There have been no studies confirming a link between A1 and milk intolerance, but Woodford says anecdotal and observational evidence shows that a number of people who are intolerant to milk and automatically assume it's the lactose causing the problem, may in fact be intolerant to the BCM7. Alexandra Mulcahy may well be a case in point. Woodford ticks off the evidence against A1. For example, he says, experiments with mice found that 47 per cent of those fed A1 beta-casein developed diabetes after 250 days. None of the mice fed A2 beta-casein developed the disease.

But it's not all black-and-white, like the Mulcahy's Holsteins. For most people, BCM7 passes through their system without further ado because it's just too big to get through their gut wall into the blood stream. Still, for about 20 per cent of people BCM7 could be a problem. These include people who have a "leaky gut" that allows molecules called peptides to pass through. Groups who could be at risk of leaky guts include newborn babies, people with untreated celiac disease, stomach ulcers and Crohn's disease.
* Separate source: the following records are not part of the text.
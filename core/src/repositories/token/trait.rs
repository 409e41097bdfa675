//! Token repository trait defining the interface for refresh token persistence.

use async_trait::async_trait;

use crate::domain::entities::token::RefreshToken;
use crate::errors::DomainError;

/// Refresh token store acting as the session revocation list
///
/// Tokens are stored hashed; callers look them up and revoke them by hash.
#[async_trait]
pub trait TokenRepository: Send + Sync {
    /// Save a new refresh token
    async fn save_refresh_token(&self, token: RefreshToken) -> Result<RefreshToken, DomainError>;

    /// Find a refresh token by its hashed value
    ///
    /// # Returns
    /// * `Ok(Some(RefreshToken))` - Token found (possibly expired or revoked)
    /// * `Ok(None)` - No token with this hash
    async fn find_refresh_token(&self, token_hash: &str) -> Result<Option<RefreshToken>, DomainError>;

    /// Revoke a refresh token
    ///
    /// # Returns
    /// * `Ok(true)` - This call revoked the token
    /// * `Ok(false)` - Token not found or already revoked
    async fn revoke_token(&self, token_hash: &str) -> Result<bool, DomainError>;
}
Public health expert Boyd Swinburn knows how heated the topic can be. He wrote a literature review of A1 and A2 beta-caseins for the New Zealand Food Safety Authority which was released in 2004. That report didn't take a hard-line stance, but didn't say the A2 coast was clear, either, though that's how the New Zealand Food Safety Authority interpreted the findings in its media hype: "all milk was safe", it spruiked, using a phrase Swinburn explicitly avoided. "The research that's there at the moment is very suggestive, but it's certainly not conclusive," says Swinburn, who now chairs Deakin University's population health program in the school of exercise and nutrition sciences. "There's good rationale for dairy farmers to consider changing their herds, but there's not empirical evidence that's strong enough for government warnings." Likewise, Food Standards Australia New Zealand spokersperson Lydia Buchtmann says FSANZ has examined the "very limited scientific evidence available on comparative health effects of the two milks" and does not believe the available information warrants a change to the Food Standards Code.

"FSANZ has noted that further research is in progress and concluded that, while there are some interesting hypotheses being examined, it could not proceed with regulatory action on the basis of the available evidence. FSANZ has not received any applications to amend the milk provisions of the Food Standards Code to consider A1 or A2 milk," she says. Still, Swinburn says there's now enough evidence to begin encouraging dairy farmers to switch their herds, if only as a precautionary measure. It takes about a decade to make a gradual transition to an A2-exclusive herd by breeding on A2 bulls. If the farmers keep selling regular milk with both A1 and A2 in the meantime, there's virtually nothing to lose. "There's no added cost, no detrimental effects and very little risk, and in fact there's quite a bit to gain," Swinburn says. "In 10 years either there'll be much stronger proof of these links and the farmer will be in a better position, or if not they won't have lost anything."

Meanwhile, Swinburn says people who have a strong family history of type 1 diabetes, who are at high risk of heart disease, or who have an autistic child, may want to consider drinking A2 milk. If they can find it, that is. So far, A2 milk is available in about 1500 supermarkets-costing about twice as much as the home brands - but shoppers in Tasmania and Western Australia are out of luck as the milk is still not available there.

Woodford agrees that it's probably too early to push for changes to regulation. He says the most important thing at this stage is to make sure people are aware of all the available evidence. But that's easier said than done. He argues that the dairy industry has downplayed the evidence amidst concerns that changing to A2 cows will create a communications and marketing nightmare and confuse consumers during the 10-year gap while the milk still contains a blend of the two beta-caseins. "There should be clear information so that farmers and consumers can make informed decisions," Woodford says. It's a decision the Mulcahy brothers have already made.